Exercise objective:
Give back the full data, unchanged and complete.

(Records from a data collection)
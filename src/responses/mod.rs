pub mod errors;
pub mod html;
pub mod json;
pub mod xlsx;

pub use errors::{html_error_response, ResultResp};

pub use html::{html_response, html_response_with_cookie, text_response};
pub use json::json_response;
pub use xlsx::{xlsx_response, XLSX_CONTENT_TYPE};
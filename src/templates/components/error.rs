use crate::templates::desktop_layout;
use maud::{html, Markup};

/// Basic error page body for a failed request.
pub fn error_page(status: u16, message: &str) -> Markup {
    desktop_layout(
        &format!("Error {status}"),
        html! {
            main class="container" {
                h1 { "Error " (status) }
                p { (message) }
                p { a href="/" { "← Back to home" } }
            }
        },
    )
}
// src/session/token.rs
use base64::Engine;
use rand::rngs::OsRng;
use rand::RngCore;
use sha2::{Digest, Sha256};

pub const DEFAULT_TOKEN_BYTES: usize = 32;

/// Fresh session token from the OS RNG.
pub fn generate_token_default() -> String {
    let mut rng = OsRng;
    generate_token(&mut rng, DEFAULT_TOKEN_BYTES)
}

/// URL-safe base64 (no padding) of `nbytes` random bytes.
/// 32 bytes -> 43 chars, safe to put in a cookie as-is.
pub fn generate_token<R: RngCore>(rng: &mut R, nbytes: usize) -> String {
    let mut buf = vec![0u8; nbytes];
    rng.fill_bytes(&mut buf);
    base64::engine::general_purpose::URL_SAFE_NO_PAD.encode(&buf)
}

/// The store keys sessions by this hash, never by the raw token.
pub fn hash_token(token: &str) -> [u8; 32] {
    let out = Sha256::digest(token.as_bytes());
    let mut arr = [0u8; 32];
    arr.copy_from_slice(&out);
    arr
}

Answer for the task:
filename src/responses/mod.rs
pub mod errors;
pub mod html;
pub mod json;
pub mod xlsx;

pub use errors::{html_error_response, ResultResp};

pub use html::{html_response, html_response_with_cookie, text_response};
pub use json::json_response;
pub use xlsx::{xlsx_response, XLSX_CONTENT_TYPE};
filename src/templates/components/error.rs
use crate::templates::desktop_layout;
use maud::{html, Markup};

/// Basic error page body for a failed request.
pub fn error_page(status: u16, message: &str) -> Markup {
    desktop_layout(
        &format!("Error {status}"),
        html! {
            main class="container" {
                h1 { "Error " (status) }
                p { (message) }
                p { a href="/" { "← Back to home" } }
            }
        },
    )
}
// src/session/token.rs
use base64::Engine;
use rand::rngs::OsRng;
use rand::RngCore;
use sha2::{Digest, Sha256};

pub const DEFAULT_TOKEN_BYTES: usize = 32;

/// Fresh session token from the OS RNG.
pub fn generate_token_default() -> String {
    let mut rng = OsRng;
    generate_token(&mut rng, DEFAULT_TOKEN_BYTES)
}

/// URL-safe base64 (no padding) of `nbytes` random bytes.
/// 32 bytes -> 43 chars, safe to put in a cookie as-is.
pub fn generate_token<R: RngCore>(rng: &mut R, nbytes: usize) -> String {
    let mut buf = vec![0u8; nbytes];
    rng.fill_bytes(&mut buf);
    base64::engine::general_purpose::URL_SAFE_NO_PAD.encode(&buf)
}

/// The store keys sessions by this hash, never by the raw token.
pub fn hash_token(token: &str) -> [u8; 32] {
    let out = Sha256::digest(token.as_bytes());
    let mut arr = [0u8; 32];
    arr.copy_from_slice(&out);
    arr
}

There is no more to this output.